Anche se Robertson stesso ha faticato a portare a termine la canzone, lui e Rutherford avevano l’uomo perfetto per trasmettere il messaggio in Paularrack. La sua stupefacente performance vocale è stata informata dalla morte di suo padre quando era un ragazzo, qualcosa di cui Robertson non si è nemmeno reso conto quando ha consegnato la canzone.

“Sono stato sopraffatto”, dice Robertson quando ha sentito la canzone finita. “Ho suonato sul brano, compresi quei cambiamenti iniziali. Ma non mi sentivo bene mentre si evolveva. Hanno fatto un gran lavoro, specialmente Paul. Era stata scritta per lui, e io non lo sapevo nemmeno. Solo quando un giorno l’ho chiamato dalla Disney per ringraziarlo, mi ha raccontato quello che era successo con suo padre.
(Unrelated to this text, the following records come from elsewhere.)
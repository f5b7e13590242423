//! Session identities and session providers.
//!
//! # Responsibility
//! - Describe who a repository session acts for.
//! - Open one repository session per accessor instance.
//!
//! # Invariants
//! - A session is only handed out for a well-formed identity.
//! - Every opened session starts its own transaction.

use crate::db::{open_db, open_db_in_memory};
use crate::repo::content_repo::{RepoError, RepoResult, RepositoryAccess, SqliteRepositoryAccess};
use once_cell::sync::Lazy;
use regex::Regex;
use std::path::{Path, PathBuf};

static USER_LOGIN_ID_RE: Lazy<Regex> =
    Lazy::new(|| Regex::new(r"^[A-Za-z0-9_.@-]{1,255}$").expect("valid user login id regex"));

/// User login a repository session is scoped to.
#[derive(Debug, Clone, PartialEq, Eq)]
pub struct Identity {
    user_login_id: String,
}

impl Identity {
    pub fn new(user_login_id: impl Into<String>) -> Self {
        Self {
            user_login_id: user_login_id.into(),
        }
    }

    pub fn user_login_id(&self) -> &str {
        &self.user_login_id
    }

    /// Checks the login id shape.
    ///
    /// Returns a human-readable reason when the identity is unusable.
    pub fn validate(&self) -> Result<(), String> {
        if self.user_login_id.trim().is_empty() {
            return Err("user login id must not be blank".to_string());
        }
        if !USER_LOGIN_ID_RE.is_match(&self.user_login_id) {
            return Err(format!(
                "user login id `{}` contains unsupported characters",
                self.user_login_id.escape_debug()
            ));
        }
        Ok(())
    }
}

/// Opens repository sessions for identities.
pub trait SessionProvider {
    type Session: RepositoryAccess;

    /// Opens a new session scoped to `identity`.
    ///
    /// # Errors
    /// - `RepoError::Authentication` when the identity is rejected.
    fn open_session(&self, identity: &Identity) -> RepoResult<Self::Session>;
}

/// Storage location of a SQLite repository.
#[derive(Debug, Clone, PartialEq, Eq)]
pub enum RepositoryLocation {
    File(PathBuf),
    /// Fresh, private repository per session.
    InMemory,
}

/// Session provider backed by SQLite.
#[derive(Debug, Clone)]
pub struct SqliteSessionProvider {
    location: RepositoryLocation,
}

impl SqliteSessionProvider {
    pub fn file(path: impl AsRef<Path>) -> Self {
        Self {
            location: RepositoryLocation::File(path.as_ref().to_path_buf()),
        }
    }

    pub fn in_memory() -> Self {
        Self {
            location: RepositoryLocation::InMemory,
        }
    }

    pub fn location(&self) -> &RepositoryLocation {
        &self.location
    }
}

impl SessionProvider for SqliteSessionProvider {
    type Session = SqliteRepositoryAccess;

    fn open_session(&self, identity: &Identity) -> RepoResult<Self::Session> {
        // Reject before touching storage.
        identity.validate().map_err(RepoError::Authentication)?;

        let conn = match &self.location {
            RepositoryLocation::File(path) => open_db(path)?,
            RepositoryLocation::InMemory => open_db_in_memory()?,
        };
        SqliteRepositoryAccess::login(conn, identity)
    }
}
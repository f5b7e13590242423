//! Content path helpers.
//!
//! # Responsibility
//! - Canonicalize filesystem-like content paths.
//! - Derive the language base of a localized path and language-qualified
//!   write paths.
//!
//! # Invariants
//! - Canonical paths start with `/`, have no empty segments and no trailing
//!   separator; the root is exactly `/`.
//! - Language bases always end with exactly one `/`.

use crate::locale::LocaleSet;

/// Path of the repository root node.
pub const ROOT_PATH: &str = "/";

/// Segment separator for content paths.
pub const SEPARATOR: char = '/';

/// Iterates the non-empty segments of `path`.
pub fn segments(path: &str) -> impl Iterator<Item = &str> {
    path.split(SEPARATOR).filter(|segment| !segment.is_empty())
}

/// Rebuilds `path` with one leading separator and single separators between
/// segments.
pub fn canonicalize(path: &str) -> String {
    let mut canonical = String::with_capacity(path.len() + 1);
    for segment in segments(path) {
        canonical.push(SEPARATOR);
        canonical.push_str(segment);
    }
    if canonical.is_empty() {
        canonical.push(SEPARATOR);
    }
    canonical
}

/// Returns the canonical path with a trailing locale segment stripped,
/// terminated by a separator.
///
/// `/articles/intro/fr` and `/articles//intro/` both yield `/articles/intro/`.
pub fn language_base(path: &str, locales: &LocaleSet) -> String {
    let mut parts: Vec<&str> = segments(path).collect();
    if parts.last().is_some_and(|last| locales.contains(last)) {
        parts.pop();
    }

    let mut base = String::from(ROOT_PATH);
    for part in parts {
        base.push_str(part);
        base.push(SEPARATOR);
    }
    base
}

/// Turns a language base back into a node path (`/a/b/` -> `/a/b`).
pub fn base_node_path(base: &str) -> &str {
    let trimmed = base.trim_end_matches(SEPARATOR);
    if trimmed.is_empty() {
        ROOT_PATH
    } else {
        trimmed
    }
}

/// Canonicalizes `path` and makes `language` its last segment.
///
/// The language is appended unless it already is the final segment, so
/// `/articles/intro/` + `en` gives `/articles/intro/en` and
/// `/articles/intro/en` stays as is.
pub fn with_language_segment(path: &str, language: &str) -> String {
    let canonical = canonicalize(path);
    if last_segment(&canonical) == Some(language) {
        return canonical;
    }
    join(&canonical, language)
}

/// Joins a canonical parent path and a child name.
pub fn join(parent: &str, name: &str) -> String {
    if parent == ROOT_PATH {
        format!("{ROOT_PATH}{name}")
    } else {
        format!("{parent}{SEPARATOR}{name}")
    }
}

/// Returns the parent of a canonical path; the root has none.
pub fn parent(path: &str) -> Option<&str> {
    if path == ROOT_PATH {
        return None;
    }
    match path.rfind(SEPARATOR) {
        Some(0) => Some(ROOT_PATH),
        Some(index) => Some(&path[..index]),
        None => None,
    }
}

/// Returns the final segment of `path`, if any.
pub fn last_segment(path: &str) -> Option<&str> {
    segments(path).last()
}

/// Returns every proper ancestor of a canonical path, root first.
///
/// `/a/b/c` yields `/`, `/a`, `/a/b`.
pub fn ancestors(path: &str) -> Vec<String> {
    let mut result = Vec::new();
    let mut cursor = parent(path);
    while let Some(current) = cursor {
        result.push(current.to_string());
        cursor = parent(current);
    }
    result.reverse();
    result
}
Mi sono sentito un po’ un idiota per non avergli mai chiesto cosa provasse per la canzone”.

“The Living Years” è passata senza problemi da canzone intensamente personale a successo pluripremiato, in parte grazie alla splendida registrazione, in parte perché i suoi temi risuonavano così profondamente. Eppure, il modo in cui ha resistito in qualche modo stupisce BA Robertson, che recentemente ha pubblicato la sua versione della canzone. Chi avrebbe mai pensato che dopo 30 anni Paul Carrack, per tutto quello che ha ottenuto, sarebbe stato ancora l’uomo che ha cantato “The LivingYears”? E Mike, che è in una delle più grandi band del mondo, prima di arrivare a “Supper’s Ready”, “Invisible Touch” o “Turn It On Again”, tutti vogliono sapere di “The Living Years”.”

“Il problema è che se vuoi davvero saperlo”, ride Robertson, “devi chiedere allo scozzese dal naso grosso, dalla faccia lunga e dalla bocca larga”.